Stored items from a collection
..............................

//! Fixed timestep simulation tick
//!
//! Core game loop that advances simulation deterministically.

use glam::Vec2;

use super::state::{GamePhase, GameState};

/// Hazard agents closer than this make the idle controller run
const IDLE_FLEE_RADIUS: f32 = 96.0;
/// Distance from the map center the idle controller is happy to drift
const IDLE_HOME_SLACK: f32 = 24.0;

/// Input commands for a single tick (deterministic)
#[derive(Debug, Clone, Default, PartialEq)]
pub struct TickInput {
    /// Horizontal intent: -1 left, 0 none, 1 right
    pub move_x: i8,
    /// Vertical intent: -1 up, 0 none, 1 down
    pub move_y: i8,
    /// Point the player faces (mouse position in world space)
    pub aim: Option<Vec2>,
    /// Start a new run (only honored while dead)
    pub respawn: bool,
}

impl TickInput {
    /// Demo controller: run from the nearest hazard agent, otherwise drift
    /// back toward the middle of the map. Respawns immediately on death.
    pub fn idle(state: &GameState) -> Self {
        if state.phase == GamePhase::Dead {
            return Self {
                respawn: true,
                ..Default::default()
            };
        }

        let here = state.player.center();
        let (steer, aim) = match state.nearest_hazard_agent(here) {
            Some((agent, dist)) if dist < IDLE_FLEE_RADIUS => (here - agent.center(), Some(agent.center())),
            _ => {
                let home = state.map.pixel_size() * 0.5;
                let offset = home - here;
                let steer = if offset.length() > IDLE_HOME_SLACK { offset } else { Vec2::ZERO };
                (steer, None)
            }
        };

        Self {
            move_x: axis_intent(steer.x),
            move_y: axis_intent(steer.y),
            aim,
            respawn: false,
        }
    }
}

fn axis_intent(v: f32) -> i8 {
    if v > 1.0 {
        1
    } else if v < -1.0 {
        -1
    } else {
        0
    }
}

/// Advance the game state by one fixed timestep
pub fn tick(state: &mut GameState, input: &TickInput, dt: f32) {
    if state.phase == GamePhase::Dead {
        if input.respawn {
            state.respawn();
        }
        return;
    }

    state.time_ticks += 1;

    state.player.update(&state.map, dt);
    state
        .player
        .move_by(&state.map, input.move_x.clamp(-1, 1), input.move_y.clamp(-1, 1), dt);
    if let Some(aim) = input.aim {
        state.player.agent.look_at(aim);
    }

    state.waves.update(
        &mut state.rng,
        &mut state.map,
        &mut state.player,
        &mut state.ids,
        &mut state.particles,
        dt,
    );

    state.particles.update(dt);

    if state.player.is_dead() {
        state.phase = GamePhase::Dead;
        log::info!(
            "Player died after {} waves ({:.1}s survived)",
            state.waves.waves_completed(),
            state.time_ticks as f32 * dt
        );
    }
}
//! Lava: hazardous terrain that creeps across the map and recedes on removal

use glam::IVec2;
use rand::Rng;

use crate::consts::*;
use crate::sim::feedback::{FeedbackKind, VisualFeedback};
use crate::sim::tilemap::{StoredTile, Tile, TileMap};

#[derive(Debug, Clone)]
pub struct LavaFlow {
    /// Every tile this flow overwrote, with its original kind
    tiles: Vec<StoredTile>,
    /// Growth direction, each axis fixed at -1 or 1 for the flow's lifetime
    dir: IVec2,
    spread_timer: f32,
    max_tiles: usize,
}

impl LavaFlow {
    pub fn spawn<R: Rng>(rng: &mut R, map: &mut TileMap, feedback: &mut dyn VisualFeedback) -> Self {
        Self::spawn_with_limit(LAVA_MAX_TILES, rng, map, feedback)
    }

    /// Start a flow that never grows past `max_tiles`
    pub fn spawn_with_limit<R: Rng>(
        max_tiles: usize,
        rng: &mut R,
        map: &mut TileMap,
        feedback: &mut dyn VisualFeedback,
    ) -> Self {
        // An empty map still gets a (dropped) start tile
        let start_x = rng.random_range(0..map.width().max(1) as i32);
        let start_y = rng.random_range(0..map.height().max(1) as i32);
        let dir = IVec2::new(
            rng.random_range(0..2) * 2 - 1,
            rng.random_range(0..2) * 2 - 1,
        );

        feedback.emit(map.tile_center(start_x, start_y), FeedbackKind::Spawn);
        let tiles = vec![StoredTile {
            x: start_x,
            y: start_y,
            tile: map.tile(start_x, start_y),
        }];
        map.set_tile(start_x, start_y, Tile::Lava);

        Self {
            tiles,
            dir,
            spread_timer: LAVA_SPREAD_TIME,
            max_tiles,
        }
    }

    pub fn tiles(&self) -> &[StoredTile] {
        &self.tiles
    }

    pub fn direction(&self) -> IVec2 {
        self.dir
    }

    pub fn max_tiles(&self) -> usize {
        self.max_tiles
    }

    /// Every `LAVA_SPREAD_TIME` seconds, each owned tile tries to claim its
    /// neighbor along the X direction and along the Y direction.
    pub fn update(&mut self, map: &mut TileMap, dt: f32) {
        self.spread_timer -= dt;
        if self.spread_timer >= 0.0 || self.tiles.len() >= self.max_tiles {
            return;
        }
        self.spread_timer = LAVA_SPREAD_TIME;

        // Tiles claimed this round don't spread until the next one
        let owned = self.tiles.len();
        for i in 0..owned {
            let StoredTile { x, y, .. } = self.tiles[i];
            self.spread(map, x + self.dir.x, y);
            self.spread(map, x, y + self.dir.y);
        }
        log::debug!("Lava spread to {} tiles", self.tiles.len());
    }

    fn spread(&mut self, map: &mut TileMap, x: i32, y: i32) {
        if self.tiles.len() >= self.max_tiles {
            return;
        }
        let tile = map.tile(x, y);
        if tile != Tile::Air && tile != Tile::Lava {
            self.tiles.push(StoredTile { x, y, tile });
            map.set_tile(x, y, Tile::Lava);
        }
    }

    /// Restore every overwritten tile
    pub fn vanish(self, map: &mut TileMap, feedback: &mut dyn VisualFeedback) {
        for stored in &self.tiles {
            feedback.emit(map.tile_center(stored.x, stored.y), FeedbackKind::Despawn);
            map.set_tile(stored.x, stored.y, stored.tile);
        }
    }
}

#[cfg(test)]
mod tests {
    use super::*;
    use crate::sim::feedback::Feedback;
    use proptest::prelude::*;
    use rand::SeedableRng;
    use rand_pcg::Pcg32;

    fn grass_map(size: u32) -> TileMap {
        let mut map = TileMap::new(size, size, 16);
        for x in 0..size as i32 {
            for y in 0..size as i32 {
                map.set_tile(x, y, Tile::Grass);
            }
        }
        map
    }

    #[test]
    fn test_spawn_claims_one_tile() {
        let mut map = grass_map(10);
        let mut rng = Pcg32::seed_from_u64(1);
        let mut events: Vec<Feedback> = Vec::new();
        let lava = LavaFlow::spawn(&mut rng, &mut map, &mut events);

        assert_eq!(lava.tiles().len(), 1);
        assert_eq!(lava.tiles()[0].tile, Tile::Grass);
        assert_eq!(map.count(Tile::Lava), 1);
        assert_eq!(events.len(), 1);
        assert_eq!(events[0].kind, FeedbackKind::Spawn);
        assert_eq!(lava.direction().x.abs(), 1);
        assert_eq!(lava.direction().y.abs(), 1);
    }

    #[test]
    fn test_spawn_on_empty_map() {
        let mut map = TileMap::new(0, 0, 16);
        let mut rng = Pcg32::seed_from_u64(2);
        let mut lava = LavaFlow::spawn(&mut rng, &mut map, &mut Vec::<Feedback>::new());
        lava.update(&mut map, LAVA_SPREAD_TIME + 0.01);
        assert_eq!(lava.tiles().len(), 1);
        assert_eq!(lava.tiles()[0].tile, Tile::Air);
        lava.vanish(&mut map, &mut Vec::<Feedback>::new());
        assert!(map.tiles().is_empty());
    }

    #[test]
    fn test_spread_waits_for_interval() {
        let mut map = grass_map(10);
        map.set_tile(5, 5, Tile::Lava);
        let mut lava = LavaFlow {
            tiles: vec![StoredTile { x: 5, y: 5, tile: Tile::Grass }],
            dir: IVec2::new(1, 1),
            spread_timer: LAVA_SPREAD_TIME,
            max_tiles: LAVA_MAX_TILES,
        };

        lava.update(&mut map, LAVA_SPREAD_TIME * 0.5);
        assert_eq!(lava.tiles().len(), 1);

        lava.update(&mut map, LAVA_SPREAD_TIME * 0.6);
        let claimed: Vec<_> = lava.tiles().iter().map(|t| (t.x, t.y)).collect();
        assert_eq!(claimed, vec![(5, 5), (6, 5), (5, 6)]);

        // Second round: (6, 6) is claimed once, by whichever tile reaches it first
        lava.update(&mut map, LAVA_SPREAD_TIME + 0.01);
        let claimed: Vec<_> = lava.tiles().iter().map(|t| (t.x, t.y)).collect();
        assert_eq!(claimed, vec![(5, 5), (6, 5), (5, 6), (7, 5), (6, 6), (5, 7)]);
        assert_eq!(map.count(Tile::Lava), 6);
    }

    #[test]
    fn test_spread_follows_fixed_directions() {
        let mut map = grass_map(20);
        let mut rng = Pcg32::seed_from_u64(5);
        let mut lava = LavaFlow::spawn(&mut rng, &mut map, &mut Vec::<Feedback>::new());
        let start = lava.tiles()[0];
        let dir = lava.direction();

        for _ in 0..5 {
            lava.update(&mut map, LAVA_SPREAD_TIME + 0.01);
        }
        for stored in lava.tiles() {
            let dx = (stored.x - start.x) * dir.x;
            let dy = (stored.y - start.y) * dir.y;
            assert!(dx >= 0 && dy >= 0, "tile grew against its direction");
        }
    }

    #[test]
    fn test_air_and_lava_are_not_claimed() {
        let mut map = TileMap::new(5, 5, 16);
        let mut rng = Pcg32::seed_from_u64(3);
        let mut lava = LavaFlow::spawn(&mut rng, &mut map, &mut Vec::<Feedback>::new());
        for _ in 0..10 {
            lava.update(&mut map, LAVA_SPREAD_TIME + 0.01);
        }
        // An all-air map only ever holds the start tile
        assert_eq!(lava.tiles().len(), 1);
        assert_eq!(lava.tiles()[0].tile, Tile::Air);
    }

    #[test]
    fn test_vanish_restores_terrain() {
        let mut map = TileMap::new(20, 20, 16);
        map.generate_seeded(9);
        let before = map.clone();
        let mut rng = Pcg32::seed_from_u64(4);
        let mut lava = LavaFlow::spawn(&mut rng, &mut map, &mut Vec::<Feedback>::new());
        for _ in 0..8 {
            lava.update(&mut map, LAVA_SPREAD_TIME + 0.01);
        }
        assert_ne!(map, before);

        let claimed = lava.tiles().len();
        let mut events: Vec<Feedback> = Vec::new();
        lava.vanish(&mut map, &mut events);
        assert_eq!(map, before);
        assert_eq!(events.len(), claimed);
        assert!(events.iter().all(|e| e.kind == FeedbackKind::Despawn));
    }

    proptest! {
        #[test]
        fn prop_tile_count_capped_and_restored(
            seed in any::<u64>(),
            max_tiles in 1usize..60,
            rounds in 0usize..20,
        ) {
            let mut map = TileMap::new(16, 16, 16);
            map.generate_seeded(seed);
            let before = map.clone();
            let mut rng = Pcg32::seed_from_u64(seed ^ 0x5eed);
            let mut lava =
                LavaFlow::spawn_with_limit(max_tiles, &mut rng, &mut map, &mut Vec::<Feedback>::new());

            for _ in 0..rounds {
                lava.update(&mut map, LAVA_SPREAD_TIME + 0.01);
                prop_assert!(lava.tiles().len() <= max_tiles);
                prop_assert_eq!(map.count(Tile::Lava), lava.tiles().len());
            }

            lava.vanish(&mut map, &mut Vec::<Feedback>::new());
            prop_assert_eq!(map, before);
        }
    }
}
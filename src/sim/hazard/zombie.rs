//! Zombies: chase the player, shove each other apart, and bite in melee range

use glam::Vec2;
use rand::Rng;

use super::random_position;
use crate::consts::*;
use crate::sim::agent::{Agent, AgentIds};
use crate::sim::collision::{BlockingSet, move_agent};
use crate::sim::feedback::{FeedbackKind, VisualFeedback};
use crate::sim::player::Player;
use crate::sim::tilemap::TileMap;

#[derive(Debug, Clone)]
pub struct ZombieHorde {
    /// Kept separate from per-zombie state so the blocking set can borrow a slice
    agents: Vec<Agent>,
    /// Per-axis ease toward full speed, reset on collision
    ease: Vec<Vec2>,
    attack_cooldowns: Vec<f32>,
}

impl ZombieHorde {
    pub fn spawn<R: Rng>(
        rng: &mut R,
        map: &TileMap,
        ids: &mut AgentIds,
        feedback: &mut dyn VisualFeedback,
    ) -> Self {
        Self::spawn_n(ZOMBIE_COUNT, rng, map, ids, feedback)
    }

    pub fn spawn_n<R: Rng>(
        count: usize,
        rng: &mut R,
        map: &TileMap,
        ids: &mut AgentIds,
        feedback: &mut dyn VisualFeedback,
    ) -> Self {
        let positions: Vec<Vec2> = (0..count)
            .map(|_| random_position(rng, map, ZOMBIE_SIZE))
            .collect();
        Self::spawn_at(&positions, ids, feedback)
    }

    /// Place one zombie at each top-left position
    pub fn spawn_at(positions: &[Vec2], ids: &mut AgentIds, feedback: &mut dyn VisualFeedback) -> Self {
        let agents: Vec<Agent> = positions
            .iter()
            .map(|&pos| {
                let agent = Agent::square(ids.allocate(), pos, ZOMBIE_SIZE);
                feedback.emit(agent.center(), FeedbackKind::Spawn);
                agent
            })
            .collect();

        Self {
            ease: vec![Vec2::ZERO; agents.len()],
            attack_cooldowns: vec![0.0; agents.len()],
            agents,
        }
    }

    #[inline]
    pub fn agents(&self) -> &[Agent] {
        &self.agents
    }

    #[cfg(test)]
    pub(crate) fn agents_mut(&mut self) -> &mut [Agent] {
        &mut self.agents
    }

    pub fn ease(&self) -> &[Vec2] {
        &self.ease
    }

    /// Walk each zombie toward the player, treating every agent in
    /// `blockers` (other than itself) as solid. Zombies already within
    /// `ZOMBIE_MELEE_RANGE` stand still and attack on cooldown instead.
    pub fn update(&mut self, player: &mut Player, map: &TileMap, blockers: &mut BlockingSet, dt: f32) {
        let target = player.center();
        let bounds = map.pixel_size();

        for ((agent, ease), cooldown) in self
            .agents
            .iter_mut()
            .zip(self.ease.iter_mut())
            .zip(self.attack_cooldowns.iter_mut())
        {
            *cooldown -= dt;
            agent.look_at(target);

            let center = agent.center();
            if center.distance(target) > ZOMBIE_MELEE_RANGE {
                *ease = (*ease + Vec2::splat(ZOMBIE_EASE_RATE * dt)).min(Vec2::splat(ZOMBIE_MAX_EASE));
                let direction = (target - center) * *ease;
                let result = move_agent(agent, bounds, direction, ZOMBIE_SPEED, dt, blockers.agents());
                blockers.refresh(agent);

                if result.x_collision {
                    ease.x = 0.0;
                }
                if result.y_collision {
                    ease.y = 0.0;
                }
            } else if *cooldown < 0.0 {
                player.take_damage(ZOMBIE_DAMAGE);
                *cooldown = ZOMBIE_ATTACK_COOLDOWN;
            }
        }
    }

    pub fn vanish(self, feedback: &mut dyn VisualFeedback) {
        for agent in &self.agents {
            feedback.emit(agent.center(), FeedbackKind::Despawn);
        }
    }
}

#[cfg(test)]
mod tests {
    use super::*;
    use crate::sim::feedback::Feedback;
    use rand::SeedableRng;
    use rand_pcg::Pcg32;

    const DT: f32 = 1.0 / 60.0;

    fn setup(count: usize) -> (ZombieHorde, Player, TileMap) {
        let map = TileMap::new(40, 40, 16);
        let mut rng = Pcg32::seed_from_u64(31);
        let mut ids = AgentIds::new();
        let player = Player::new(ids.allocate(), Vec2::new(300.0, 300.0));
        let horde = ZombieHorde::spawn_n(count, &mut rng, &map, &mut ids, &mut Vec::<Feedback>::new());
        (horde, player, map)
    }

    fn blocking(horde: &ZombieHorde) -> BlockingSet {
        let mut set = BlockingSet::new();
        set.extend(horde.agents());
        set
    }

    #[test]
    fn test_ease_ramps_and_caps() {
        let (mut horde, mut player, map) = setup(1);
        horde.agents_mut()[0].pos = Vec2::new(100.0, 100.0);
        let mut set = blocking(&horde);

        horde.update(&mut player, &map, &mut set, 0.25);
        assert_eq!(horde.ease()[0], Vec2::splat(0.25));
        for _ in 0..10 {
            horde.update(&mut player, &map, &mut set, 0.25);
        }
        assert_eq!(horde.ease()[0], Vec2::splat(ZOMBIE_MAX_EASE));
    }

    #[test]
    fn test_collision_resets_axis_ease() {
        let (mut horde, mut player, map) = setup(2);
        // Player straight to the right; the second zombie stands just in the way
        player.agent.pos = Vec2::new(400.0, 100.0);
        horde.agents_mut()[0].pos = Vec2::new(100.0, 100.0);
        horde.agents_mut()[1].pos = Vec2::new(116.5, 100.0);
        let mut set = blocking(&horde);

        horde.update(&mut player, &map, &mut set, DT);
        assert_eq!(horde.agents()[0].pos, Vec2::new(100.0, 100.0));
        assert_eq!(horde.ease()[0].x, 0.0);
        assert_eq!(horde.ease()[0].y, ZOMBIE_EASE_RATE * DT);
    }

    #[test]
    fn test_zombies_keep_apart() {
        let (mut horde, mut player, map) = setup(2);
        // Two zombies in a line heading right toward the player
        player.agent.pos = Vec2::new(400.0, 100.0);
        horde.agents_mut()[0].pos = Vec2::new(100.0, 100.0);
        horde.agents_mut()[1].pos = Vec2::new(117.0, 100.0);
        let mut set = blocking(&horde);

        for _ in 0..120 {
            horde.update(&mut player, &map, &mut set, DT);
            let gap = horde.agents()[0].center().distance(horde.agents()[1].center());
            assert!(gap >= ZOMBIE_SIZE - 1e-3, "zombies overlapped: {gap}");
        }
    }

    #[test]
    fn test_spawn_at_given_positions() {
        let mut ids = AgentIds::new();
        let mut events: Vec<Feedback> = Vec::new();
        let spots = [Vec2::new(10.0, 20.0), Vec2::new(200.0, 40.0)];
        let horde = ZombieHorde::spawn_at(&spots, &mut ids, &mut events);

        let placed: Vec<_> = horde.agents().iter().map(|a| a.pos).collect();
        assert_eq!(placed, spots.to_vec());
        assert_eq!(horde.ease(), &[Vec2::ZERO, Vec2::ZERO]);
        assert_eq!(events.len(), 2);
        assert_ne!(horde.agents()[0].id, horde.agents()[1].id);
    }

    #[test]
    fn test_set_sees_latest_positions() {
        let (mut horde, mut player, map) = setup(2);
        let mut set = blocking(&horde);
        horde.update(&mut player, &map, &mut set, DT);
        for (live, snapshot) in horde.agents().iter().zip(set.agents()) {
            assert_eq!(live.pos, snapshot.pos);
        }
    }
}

..............................

Taking the entries from their first line through the line with "immediately on death.", inclusive, restate each line word for word and give nothing else.

//! Fixed timestep simulation tick
//!
//! Core game loop that advances simulation deterministically.

use glam::Vec2;

use super::state::{GamePhase, GameState};

/// Hazard agents closer than this make the idle controller run
const IDLE_FLEE_RADIUS: f32 = 96.0;
/// Distance from the map center the idle controller is happy to drift
const IDLE_HOME_SLACK: f32 = 24.0;

/// Input commands for a single tick (deterministic)
#[derive(Debug, Clone, Default, PartialEq)]
pub struct TickInput {
    /// Horizontal intent: -1 left, 0 none, 1 right
    pub move_x: i8,
    /// Vertical intent: -1 up, 0 none, 1 down
    pub move_y: i8,
    /// Point the player faces (mouse position in world space)
    pub aim: Option<Vec2>,
    /// Start a new run (only honored while dead)
    pub respawn: bool,
}

impl TickInput {
    /// Demo controller: run from the nearest hazard agent, otherwise drift
    /// back toward the middle of the map. Respawns immediately on death.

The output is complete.